Aktivitas vulkanik kembali terjadi di Gunung Ile Lewotolok yang berada di Kabupaten Lembata, Nusa Tenggara Timur, pada Senin pagi (22/6). Erupsi tercatat berlangsung pada pukul 10.17 WITA dengan semburan abu vulkanik yang menjulang sekitar 600 meter di atas puncak gunung.
Laporan aktivitas gunung api yang diterima di Kupang menyebutkan, kolom abu terlihat berwarna kelabu dengan intensitas tebal dan bergerak condong ke arah barat. Secara ketinggian, material erupsi terpantau mencapai sekitar 2.023 meter di atas permukaan laut.

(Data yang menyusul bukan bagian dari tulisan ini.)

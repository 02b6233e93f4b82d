//! Docker-backed sandbox driver

use std::collections::HashMap;
use std::future::Future;
use std::sync::Arc;
use std::time::{Duration, Instant};

use async_trait::async_trait;
use bollard::{
    container::{AttachContainerResults, LogOutput},
    models::ContainerCreateBody,
    query_parameters::{
        AttachContainerOptionsBuilder, CreateContainerOptionsBuilder, InspectContainerOptions,
        KillContainerOptions, RemoveContainerOptionsBuilder, StartContainerOptions,
        WaitContainerOptionsBuilder,
    },
    Docker, API_DEFAULT_VERSION,
};
use futures::StreamExt;
use tokio::io::AsyncWriteExt;
use uuid::Uuid;

use super::{classify_docker_error, parse_trailers, ExecRequest, ExecResult, Sandbox, SecurityPolicy};
use crate::{
    config::DockerConfig,
    constants::{
        COMPILE_OUTPUT_LIMIT_BYTES, CONTAINER_LABEL, CONTAINER_NAME_PREFIX, KILLED_EXIT_CODE,
        TIMEOUT_EXIT_CODE,
    },
    error::{SandboxError, SandboxErrorKind},
};

/// Extra stdout bytes kept beyond the recipe's own cap, for markers
const CAPTURE_SLACK_BYTES: usize = 4096;

/// Stderr only carries recipe trailers
const STDERR_CAPTURE_BYTES: usize = 16 * 1024;

/// Sandbox driver running each request in a fresh Docker container
#[derive(Clone)]
pub struct DockerSandbox {
    docker: Docker,
    remover: Arc<dyn ContainerRemover>,
    policy: SecurityPolicy,
    capture_limit: usize,
}

impl DockerSandbox {
    /// Create a new driver over an existing client
    pub fn new(docker: Docker, config: &DockerConfig) -> Self {
        let policy = SecurityPolicy::from_config(config);
        if policy.seccomp_profile.is_none() {
            tracing::warn!("No seccomp profile applied to sandbox containers");
        }

        Self {
            remover: Arc::new(docker.clone()),
            docker,
            policy,
            capture_limit: config.output_limit_bytes.max(COMPILE_OUTPUT_LIMIT_BYTES)
                + CAPTURE_SLACK_BYTES,
        }
    }

    /// Connect to the daemon named by `DOCKER_HOST`, or the local socket
    pub fn connect(config: &DockerConfig) -> Result<Docker, SandboxError> {
        let timeout = config.timeout_secs;
        let docker = match config.host.as_deref() {
            Some(host) if host.starts_with("tcp://") || host.starts_with("http://") => {
                Docker::connect_with_http(host, timeout, API_DEFAULT_VERSION)
            }
            Some(host) => Docker::connect_with_socket(
                host.trim_start_matches("unix://"),
                timeout,
                API_DEFAULT_VERSION,
            ),
            None => Docker::connect_with_socket_defaults()
                .map(|docker| docker.with_timeout(Duration::from_secs(timeout))),
        };

        docker.map_err(|e| SandboxError::new(SandboxErrorKind::DaemonUnavailable, e.to_string()))
    }

    pub fn docker(&self) -> &Docker {
        &self.docker
    }

    /// Check that the daemon is reachable
    pub async fn ping(&self) -> Result<(), SandboxError> {
        self.docker
            .ping()
            .await
            .map(|_| ())
            .map_err(|e| SandboxError::new(SandboxErrorKind::DaemonUnavailable, e.to_string()))
    }

    /// Container definition for one request
    fn container_body(&self, request: &ExecRequest) -> ContainerCreateBody {
        let has_stdin = !request.stdin.is_empty();

        let mut labels = HashMap::new();
        labels.insert(CONTAINER_LABEL.to_string(), "true".to_string());

        ContainerCreateBody {
            image: Some(request.image.clone()),
            cmd: Some(vec![
                "/bin/sh".to_string(),
                "-c".to_string(),
                request.command.clone(),
            ]),
            working_dir: Some("/tmp".to_string()),
            env: Some(vec!["LANG=C.UTF-8".to_string()]),
            attach_stdin: Some(has_stdin),
            attach_stdout: Some(true),
            attach_stderr: Some(true),
            open_stdin: Some(has_stdin),
            stdin_once: Some(has_stdin),
            tty: Some(false),
            network_disabled: Some(true),
            labels: Some(labels),
            host_config: Some(self.policy.host_config(request.memory_limit_mb)),
            ..Default::default()
        }
    }

    async fn create(&self, name: &str, request: &ExecRequest) -> Result<ContainerGuard, SandboxError> {
        let options = CreateContainerOptionsBuilder::default().name(name).build();

        self.docker
            .create_container(Some(options), self.container_body(request))
            .await
            .map_err(|e| classify_docker_error(&e))?;

        tracing::debug!(container = %name, image = %request.image, "Sandbox container created");

        Ok(ContainerGuard::new(self.remover.clone(), name))
    }

    /// Attach, start, feed stdin, collect output and wait for exit
    async fn execute(&self, name: &str, request: &ExecRequest) -> Result<ExecResult, SandboxError> {
        let has_stdin = !request.stdin.is_empty();

        let attach_options = AttachContainerOptionsBuilder::default()
            .stdin(has_stdin)
            .stdout(true)
            .stderr(true)
            .stream(true)
            .build();

        let AttachContainerResults { mut output, mut input } = self
            .docker
            .attach_container(name, Some(attach_options))
            .await
            .map_err(|e| api_error("attach", &e))?;

        self.docker
            .start_container(name, None::<StartContainerOptions>)
            .await
            .map_err(|e| api_error("start", &e))?;
        let started = Instant::now();

        if has_stdin {
            if let Err(e) = input.write_all(&request.stdin).await {
                tracing::debug!(container = %name, error = %e, "Failed to write sandbox stdin");
            } else if let Err(e) = input.flush().await {
                tracing::debug!(container = %name, error = %e, "Failed to flush sandbox stdin");
            }
        }

        let mut stdout = Vec::new();
        let mut stderr = Vec::new();
        let deadline = Duration::from_millis(request.wall_timeout_ms);

        let collected = tokio::time::timeout(deadline, async {
            while let Some(chunk) = output.next().await {
                match chunk.map_err(|e| api_error("attach", &e))? {
                    LogOutput::StdOut { message } => {
                        push_capped(&mut stdout, &message, self.capture_limit)
                    }
                    LogOutput::StdErr { message } => {
                        push_capped(&mut stderr, &message, STDERR_CAPTURE_BYTES)
                    }
                    _ => {}
                }
            }
            self.wait_exit_code(name).await
        })
        .await;

        let (exit_code, killed) = match collected {
            Ok(exit) => (exit?, false),
            Err(_) => {
                tracing::debug!(container = %name, "Sandbox exceeded its deadline, killing");
                if let Err(e) = self
                    .docker
                    .kill_container(name, None::<KillContainerOptions>)
                    .await
                {
                    tracing::warn!(container = %name, error = %e, "Failed to kill sandbox container");
                }
                (KILLED_EXIT_CODE, true)
            }
        };
        let wall_time_ms = started.elapsed().as_millis() as u64;

        let oom_killed = match self
            .docker
            .inspect_container(name, None::<InspectContainerOptions>)
            .await
        {
            Ok(info) => info
                .state
                .and_then(|state| state.oom_killed)
                .unwrap_or(false),
            Err(e) => {
                tracing::debug!(container = %name, error = %e, "Failed to inspect sandbox container");
                false
            }
        };

        let trailers = parse_trailers(&String::from_utf8_lossy(&stderr));

        Ok(ExecResult {
            exit_code,
            timed_out: killed || exit_code == TIMEOUT_EXIT_CODE,
            stdout,
            wall_time_ms,
            approx_memory_kb: trailers.memory_kb.unwrap_or(0),
            reported_run_ms: trailers.run_ms,
            oom_killed,
        })
    }

    async fn wait_exit_code(&self, name: &str) -> Result<i64, SandboxError> {
        let options = WaitContainerOptionsBuilder::default()
            .condition("not-running")
            .build();
        let mut wait = self.docker.wait_container(name, Some(options));

        match wait.next().await {
            Some(Ok(response)) => Ok(response.status_code),
            // Non-zero exits surface as this error variant
            Some(Err(bollard::errors::Error::DockerContainerWaitError { code, .. })) => Ok(code),
            Some(Err(e)) => Err(api_error("wait", &e)),
            None => Err(SandboxError::new(
                SandboxErrorKind::Api,
                "wait stream ended without a status",
            )),
        }
    }
}

#[async_trait]
impl Sandbox for DockerSandbox {
    async fn run(&self, request: ExecRequest) -> Result<ExecResult, SandboxError> {
        let name = format!("{CONTAINER_NAME_PREFIX}{}", Uuid::new_v4());

        let guard = self.create(&name, &request).await?;
        guarded(guard, self.execute(&name, &request)).await
    }
}

/// Await `work`, then remove the container whatever the outcome
///
/// An execution error wins over a cleanup error. If this future is dropped
/// mid-way the guard schedules the removal instead.
async fn guarded<T>(
    guard: ContainerGuard,
    work: impl Future<Output = Result<T, SandboxError>>,
) -> Result<T, SandboxError> {
    let outcome = work.await;
    let cleanup = guard.release().await;

    match (outcome, cleanup) {
        (Err(e), _) => Err(e),
        (Ok(_), Err(e)) => Err(e),
        (Ok(result), Ok(())) => Ok(result),
    }
}

/// Force-removes containers by name
#[async_trait]
trait ContainerRemover: Send + Sync {
    async fn remove(&self, name: &str) -> Result<(), bollard::errors::Error>;
}

#[async_trait]
impl ContainerRemover for Docker {
    async fn remove(&self, name: &str) -> Result<(), bollard::errors::Error> {
        let options = RemoveContainerOptionsBuilder::default()
            .force(true)
            .v(true)
            .build();
        self.remove_container(name, Some(options)).await
    }
}

/// Scoped ownership of a created container
///
/// `release` removes the container; a guard dropped without release (the
/// caller was cancelled or panicked) schedules the removal on the runtime.
struct ContainerGuard {
    remover: Arc<dyn ContainerRemover>,
    name: String,
    armed: bool,
}

impl ContainerGuard {
    fn new(remover: Arc<dyn ContainerRemover>, name: &str) -> Self {
        Self {
            remover,
            name: name.to_string(),
            armed: true,
        }
    }

    async fn release(mut self) -> Result<(), SandboxError> {
        self.armed = false;

        if let Err(first) = remove_container(self.remover.as_ref(), &self.name).await {
            tracing::warn!(container = %self.name, error = %first, "Retrying sandbox removal");
            remove_container(self.remover.as_ref(), &self.name).await.map_err(|e| {
                tracing::error!(container = %self.name, error = %e, "Failed to remove sandbox container");
                SandboxError::new(SandboxErrorKind::Cleanup, e.to_string())
            })?;
        }

        tracing::debug!(container = %self.name, "Sandbox container removed");
        Ok(())
    }
}

impl Drop for ContainerGuard {
    fn drop(&mut self) {
        if !self.armed {
            return;
        }

        let remover = self.remover.clone();
        let name = std::mem::take(&mut self.name);
        match tokio::runtime::Handle::try_current() {
            Ok(handle) => {
                handle.spawn(async move {
                    if let Err(e) = remove_container(remover.as_ref(), &name).await {
                        tracing::error!(container = %name, error = %e, "Failed to remove abandoned sandbox");
                    }
                });
            }
            Err(_) => {
                tracing::error!(container = %name, "No runtime left to remove sandbox container");
            }
        }
    }
}

/// Force-remove a container; an already missing container counts as removed
async fn remove_container(
    remover: &dyn ContainerRemover,
    name: &str,
) -> Result<(), bollard::errors::Error> {
    match remover.remove(name).await {
        Err(bollard::errors::Error::DockerResponseServerError {
            status_code: 404, ..
        }) => Ok(()),
        other => other,
    }
}

/// Classify an error raised after the container exists; 404 no longer means a missing image
fn api_error(stage: &str, err: &bollard::errors::Error) -> SandboxError {
    let mut error = classify_docker_error(err);
    if error.kind == SandboxErrorKind::ImageMissing {
        error.kind = SandboxErrorKind::Api;
    }
    error.message = format!("{stage}: {}", error.message);
    error
}

/// Append `chunk` to `buf` without letting it grow past `limit`
fn push_capped(buf: &mut Vec<u8>, chunk: &[u8], limit: usize) {
    let room = limit.saturating_sub(buf.len());
    buf.extend_from_slice(&chunk[..chunk.len().min(room)]);
}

Petugas Pengamat Gunung Api Ile Lewotolok, Yeremias Kristianto Pugel, dalam laporannya menyampaikan bahwa aktivitas tersebut terekam instrumen seismograf dengan amplitudo maksimum 40 milimeter dan durasi sekitar 1 menit 16 detik.
Rekaman tersebut juga memperkuat bahwa aktivitas erupsi masih berada dalam kategori yang terpantau oleh sistem pemantauan vulkanik nasional. Saat ini, status Gunung Ile Lewotolok tetap berada pada Level II atau Waspada.
Pusat Vulkanologi dan Mitigasi Bencana Geologi (PVMBG) mengeluarkan imbauan agar masyarakat, pendaki, pengunjung, serta wisatawan tidak melakukan aktivitas dalam radius dua kilometer dari pusat erupsi.
Selain pembatasan akses, PVMBG juga mengingatkan potensi ancaman lanjutan berupa guguran lava, longsoran material, serta awan panas yang dapat mengarah ke sektor selatan, tenggara, barat, dan timur laut gunung.
Warga di sekitar kawasan juga diminta meningkatkan kewaspadaan terhadap dampak abu vulkanik dengan menggunakan masker penutup hidung dan mulut. Perlindungan tambahan seperti kacamata serta pelindung kulit juga dianjurkan, sementara wadah air bersih diminta ditutup agar tidak terkontaminasi material abu.
PVMBG menegaskan pentingnya koordinasi antara pemerintah daerah dan masyarakat dengan Pos Pengamatan Gunung Ile Lewotolok di Desa Laranwutun, Kecamatan Ile Ape, serta Badan Geologi untuk memperoleh pembaruan informasi aktivitas gunung.